What to do:
Out of the data below, copy every line with the string "MissingField".

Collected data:
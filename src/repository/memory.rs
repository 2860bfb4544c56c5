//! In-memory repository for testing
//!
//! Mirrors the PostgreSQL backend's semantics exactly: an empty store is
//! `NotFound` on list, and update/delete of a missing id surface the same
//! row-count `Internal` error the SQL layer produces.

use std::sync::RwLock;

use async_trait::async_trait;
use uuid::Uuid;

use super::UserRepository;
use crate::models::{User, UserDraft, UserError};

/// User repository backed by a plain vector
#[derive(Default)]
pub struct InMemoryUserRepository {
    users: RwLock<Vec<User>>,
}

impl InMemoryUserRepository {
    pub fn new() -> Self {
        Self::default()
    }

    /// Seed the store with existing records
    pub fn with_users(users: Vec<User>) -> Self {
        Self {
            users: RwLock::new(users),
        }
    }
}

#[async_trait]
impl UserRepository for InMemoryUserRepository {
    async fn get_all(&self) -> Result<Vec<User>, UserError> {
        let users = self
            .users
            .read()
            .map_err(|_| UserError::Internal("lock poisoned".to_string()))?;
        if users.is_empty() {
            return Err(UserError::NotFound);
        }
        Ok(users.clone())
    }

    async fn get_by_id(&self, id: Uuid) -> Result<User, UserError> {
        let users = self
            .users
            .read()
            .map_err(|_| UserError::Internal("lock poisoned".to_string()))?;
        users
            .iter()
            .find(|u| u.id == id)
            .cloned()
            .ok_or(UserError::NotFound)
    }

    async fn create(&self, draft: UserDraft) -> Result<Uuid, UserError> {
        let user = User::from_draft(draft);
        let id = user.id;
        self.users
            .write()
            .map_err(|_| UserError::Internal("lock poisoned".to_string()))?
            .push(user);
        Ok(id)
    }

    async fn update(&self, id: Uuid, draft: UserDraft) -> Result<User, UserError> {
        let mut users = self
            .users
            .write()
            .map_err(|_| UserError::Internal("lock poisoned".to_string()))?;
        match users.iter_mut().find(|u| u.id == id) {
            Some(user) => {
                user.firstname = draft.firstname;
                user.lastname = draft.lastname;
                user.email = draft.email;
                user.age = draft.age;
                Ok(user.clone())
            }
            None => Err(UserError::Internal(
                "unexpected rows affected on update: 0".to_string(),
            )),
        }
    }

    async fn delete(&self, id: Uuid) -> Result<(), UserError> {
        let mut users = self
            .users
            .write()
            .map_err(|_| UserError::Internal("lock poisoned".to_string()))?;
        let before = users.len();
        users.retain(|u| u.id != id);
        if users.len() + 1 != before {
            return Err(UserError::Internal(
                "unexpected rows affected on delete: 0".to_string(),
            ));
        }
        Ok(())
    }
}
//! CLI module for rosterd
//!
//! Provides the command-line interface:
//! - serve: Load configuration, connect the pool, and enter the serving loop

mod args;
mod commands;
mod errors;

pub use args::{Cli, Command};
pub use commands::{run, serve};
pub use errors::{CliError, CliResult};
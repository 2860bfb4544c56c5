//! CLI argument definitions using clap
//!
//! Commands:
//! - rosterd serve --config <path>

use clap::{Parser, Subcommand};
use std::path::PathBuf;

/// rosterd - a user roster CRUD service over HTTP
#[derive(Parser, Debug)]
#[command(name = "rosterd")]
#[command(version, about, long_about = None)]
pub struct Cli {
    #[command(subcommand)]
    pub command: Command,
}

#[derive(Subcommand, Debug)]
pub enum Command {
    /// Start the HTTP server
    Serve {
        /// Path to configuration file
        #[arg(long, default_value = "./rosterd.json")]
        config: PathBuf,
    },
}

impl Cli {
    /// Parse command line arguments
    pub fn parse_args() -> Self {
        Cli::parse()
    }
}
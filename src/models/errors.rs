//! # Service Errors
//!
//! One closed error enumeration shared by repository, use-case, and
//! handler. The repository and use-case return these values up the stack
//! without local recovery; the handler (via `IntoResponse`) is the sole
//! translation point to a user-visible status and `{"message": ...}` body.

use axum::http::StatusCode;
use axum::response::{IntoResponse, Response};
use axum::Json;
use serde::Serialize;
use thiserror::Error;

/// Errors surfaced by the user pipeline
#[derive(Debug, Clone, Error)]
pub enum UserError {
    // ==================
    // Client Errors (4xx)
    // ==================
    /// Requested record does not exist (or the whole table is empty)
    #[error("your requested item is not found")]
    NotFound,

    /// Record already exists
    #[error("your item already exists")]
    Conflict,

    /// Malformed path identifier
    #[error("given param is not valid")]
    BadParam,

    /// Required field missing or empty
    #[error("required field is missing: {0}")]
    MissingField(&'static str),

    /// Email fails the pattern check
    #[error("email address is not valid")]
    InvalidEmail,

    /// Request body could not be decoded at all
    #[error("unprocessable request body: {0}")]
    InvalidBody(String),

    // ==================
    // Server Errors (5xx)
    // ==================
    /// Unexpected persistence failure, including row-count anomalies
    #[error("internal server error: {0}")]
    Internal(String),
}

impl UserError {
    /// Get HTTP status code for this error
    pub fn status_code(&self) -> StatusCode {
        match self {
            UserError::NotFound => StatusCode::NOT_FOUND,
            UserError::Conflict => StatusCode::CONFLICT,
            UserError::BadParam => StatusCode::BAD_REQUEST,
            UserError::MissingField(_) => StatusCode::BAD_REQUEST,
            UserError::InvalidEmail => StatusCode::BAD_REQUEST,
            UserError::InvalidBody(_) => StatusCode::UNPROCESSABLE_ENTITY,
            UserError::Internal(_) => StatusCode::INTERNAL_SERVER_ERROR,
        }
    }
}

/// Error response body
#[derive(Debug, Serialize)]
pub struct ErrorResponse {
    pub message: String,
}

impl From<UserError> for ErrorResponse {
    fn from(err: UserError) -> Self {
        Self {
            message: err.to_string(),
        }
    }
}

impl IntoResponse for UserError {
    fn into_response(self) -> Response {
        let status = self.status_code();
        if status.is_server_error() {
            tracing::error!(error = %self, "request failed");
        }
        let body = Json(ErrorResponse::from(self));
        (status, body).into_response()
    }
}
---
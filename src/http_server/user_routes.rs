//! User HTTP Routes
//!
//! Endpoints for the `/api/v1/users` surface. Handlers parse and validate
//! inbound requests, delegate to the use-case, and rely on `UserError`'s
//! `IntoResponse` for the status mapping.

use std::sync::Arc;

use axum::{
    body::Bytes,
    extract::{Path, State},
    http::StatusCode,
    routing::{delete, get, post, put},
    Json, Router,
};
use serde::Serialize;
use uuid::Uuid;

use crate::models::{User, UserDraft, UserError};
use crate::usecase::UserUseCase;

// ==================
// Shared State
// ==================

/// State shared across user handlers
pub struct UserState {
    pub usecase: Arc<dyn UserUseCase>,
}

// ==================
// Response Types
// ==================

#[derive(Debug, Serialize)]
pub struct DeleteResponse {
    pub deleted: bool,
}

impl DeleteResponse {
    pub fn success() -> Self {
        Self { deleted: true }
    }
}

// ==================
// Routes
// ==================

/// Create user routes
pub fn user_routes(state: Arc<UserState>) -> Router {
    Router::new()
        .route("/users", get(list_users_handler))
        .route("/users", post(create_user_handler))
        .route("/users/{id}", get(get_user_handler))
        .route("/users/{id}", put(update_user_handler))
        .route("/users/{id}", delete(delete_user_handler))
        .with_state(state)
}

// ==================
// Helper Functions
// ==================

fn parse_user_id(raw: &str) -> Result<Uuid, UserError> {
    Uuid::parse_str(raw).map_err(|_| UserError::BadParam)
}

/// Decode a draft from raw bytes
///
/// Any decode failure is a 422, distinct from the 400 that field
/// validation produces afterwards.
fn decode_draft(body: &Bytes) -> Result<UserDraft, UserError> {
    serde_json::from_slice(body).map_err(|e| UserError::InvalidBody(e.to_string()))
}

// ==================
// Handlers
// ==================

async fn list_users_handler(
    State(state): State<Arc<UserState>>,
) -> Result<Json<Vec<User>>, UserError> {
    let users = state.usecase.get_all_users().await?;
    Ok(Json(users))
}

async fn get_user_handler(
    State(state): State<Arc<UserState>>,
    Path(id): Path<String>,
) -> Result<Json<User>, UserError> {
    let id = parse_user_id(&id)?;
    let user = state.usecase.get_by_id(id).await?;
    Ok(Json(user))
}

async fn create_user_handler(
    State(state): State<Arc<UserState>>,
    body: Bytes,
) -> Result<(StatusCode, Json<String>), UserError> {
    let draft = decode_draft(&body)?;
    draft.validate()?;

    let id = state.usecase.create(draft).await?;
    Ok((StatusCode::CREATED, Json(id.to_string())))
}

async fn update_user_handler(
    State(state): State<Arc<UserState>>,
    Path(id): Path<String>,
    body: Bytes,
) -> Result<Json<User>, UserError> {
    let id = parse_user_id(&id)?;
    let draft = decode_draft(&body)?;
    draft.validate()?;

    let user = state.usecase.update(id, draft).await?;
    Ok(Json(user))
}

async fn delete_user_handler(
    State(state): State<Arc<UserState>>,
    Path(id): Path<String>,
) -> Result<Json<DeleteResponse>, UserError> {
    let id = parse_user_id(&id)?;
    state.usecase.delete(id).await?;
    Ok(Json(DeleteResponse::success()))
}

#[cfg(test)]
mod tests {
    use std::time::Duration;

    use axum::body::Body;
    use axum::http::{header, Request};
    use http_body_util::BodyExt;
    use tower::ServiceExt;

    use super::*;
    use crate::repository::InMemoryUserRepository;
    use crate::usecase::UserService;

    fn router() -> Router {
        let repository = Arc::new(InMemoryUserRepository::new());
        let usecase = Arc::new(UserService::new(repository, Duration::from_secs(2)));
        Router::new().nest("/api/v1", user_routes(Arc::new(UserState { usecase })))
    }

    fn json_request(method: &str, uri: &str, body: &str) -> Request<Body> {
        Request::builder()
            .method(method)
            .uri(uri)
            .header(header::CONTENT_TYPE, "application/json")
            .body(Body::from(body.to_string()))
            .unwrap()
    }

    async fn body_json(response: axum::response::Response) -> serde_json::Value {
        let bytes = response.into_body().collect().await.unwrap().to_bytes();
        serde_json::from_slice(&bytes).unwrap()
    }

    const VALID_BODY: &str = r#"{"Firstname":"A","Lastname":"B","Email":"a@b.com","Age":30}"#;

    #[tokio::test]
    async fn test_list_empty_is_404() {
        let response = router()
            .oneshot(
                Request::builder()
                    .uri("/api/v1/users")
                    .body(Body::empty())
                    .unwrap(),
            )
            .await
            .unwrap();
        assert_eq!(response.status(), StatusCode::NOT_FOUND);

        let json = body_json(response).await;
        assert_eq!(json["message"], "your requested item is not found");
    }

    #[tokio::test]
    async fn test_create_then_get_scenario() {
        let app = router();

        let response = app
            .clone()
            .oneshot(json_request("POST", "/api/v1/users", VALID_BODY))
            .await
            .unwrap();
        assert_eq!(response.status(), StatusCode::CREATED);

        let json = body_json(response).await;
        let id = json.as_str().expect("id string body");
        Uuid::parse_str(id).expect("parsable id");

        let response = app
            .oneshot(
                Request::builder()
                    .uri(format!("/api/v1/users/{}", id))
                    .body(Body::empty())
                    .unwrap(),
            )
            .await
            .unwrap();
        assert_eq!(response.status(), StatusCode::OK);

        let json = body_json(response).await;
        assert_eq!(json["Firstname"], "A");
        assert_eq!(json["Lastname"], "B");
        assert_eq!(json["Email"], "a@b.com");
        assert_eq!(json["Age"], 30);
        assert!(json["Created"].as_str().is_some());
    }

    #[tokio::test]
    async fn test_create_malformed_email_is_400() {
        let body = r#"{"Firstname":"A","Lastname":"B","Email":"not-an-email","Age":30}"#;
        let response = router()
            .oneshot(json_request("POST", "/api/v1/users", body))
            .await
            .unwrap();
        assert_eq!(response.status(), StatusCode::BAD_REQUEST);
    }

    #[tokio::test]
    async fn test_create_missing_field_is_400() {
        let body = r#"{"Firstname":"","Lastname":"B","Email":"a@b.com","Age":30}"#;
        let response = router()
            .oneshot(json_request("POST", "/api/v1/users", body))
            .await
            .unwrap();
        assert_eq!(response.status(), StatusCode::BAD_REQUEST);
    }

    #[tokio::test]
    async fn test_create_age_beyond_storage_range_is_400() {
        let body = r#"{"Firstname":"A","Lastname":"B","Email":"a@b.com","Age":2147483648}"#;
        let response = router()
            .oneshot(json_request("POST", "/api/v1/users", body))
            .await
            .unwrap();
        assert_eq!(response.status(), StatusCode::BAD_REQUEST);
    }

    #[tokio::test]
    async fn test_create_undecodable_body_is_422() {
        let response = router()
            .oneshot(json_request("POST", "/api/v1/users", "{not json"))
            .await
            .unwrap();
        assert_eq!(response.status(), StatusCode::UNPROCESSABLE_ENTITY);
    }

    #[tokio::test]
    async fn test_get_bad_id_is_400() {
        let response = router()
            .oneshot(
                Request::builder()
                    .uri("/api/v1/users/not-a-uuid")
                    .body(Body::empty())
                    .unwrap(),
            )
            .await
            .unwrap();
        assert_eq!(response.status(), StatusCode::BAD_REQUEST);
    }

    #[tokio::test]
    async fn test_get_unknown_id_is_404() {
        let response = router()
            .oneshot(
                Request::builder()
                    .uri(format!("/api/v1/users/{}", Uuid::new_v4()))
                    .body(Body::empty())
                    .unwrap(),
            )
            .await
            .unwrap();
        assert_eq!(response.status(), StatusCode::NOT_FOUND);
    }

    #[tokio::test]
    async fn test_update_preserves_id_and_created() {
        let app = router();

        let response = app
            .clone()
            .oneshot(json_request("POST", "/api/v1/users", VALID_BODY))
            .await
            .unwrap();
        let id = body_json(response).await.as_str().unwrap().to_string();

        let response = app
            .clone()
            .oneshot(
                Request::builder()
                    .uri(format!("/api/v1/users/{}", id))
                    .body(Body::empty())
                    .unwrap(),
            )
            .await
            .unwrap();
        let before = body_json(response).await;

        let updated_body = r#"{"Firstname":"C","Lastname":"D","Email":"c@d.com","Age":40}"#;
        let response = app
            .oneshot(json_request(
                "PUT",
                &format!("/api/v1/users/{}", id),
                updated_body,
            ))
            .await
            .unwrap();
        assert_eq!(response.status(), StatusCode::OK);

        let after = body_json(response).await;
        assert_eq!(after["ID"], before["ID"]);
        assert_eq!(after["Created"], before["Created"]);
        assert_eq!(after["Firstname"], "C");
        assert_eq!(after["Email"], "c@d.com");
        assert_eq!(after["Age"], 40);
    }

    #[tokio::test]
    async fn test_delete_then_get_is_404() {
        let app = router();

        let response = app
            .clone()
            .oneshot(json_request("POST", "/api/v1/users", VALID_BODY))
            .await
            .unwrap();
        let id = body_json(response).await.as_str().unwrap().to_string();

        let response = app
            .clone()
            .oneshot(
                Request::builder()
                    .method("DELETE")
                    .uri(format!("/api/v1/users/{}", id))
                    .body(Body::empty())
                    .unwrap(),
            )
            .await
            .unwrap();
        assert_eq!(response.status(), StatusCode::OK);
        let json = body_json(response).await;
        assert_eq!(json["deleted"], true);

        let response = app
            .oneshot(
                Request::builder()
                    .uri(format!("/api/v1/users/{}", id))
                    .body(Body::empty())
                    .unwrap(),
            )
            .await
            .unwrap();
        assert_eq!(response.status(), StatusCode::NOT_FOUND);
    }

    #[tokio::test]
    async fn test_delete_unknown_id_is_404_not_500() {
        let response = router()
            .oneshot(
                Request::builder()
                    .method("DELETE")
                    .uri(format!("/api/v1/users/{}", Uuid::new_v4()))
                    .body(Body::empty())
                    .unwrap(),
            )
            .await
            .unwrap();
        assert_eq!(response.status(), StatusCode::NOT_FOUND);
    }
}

Response to this exercise:
    MissingField(&'static str),
            UserError::MissingField(_) => StatusCode::BAD_REQUEST,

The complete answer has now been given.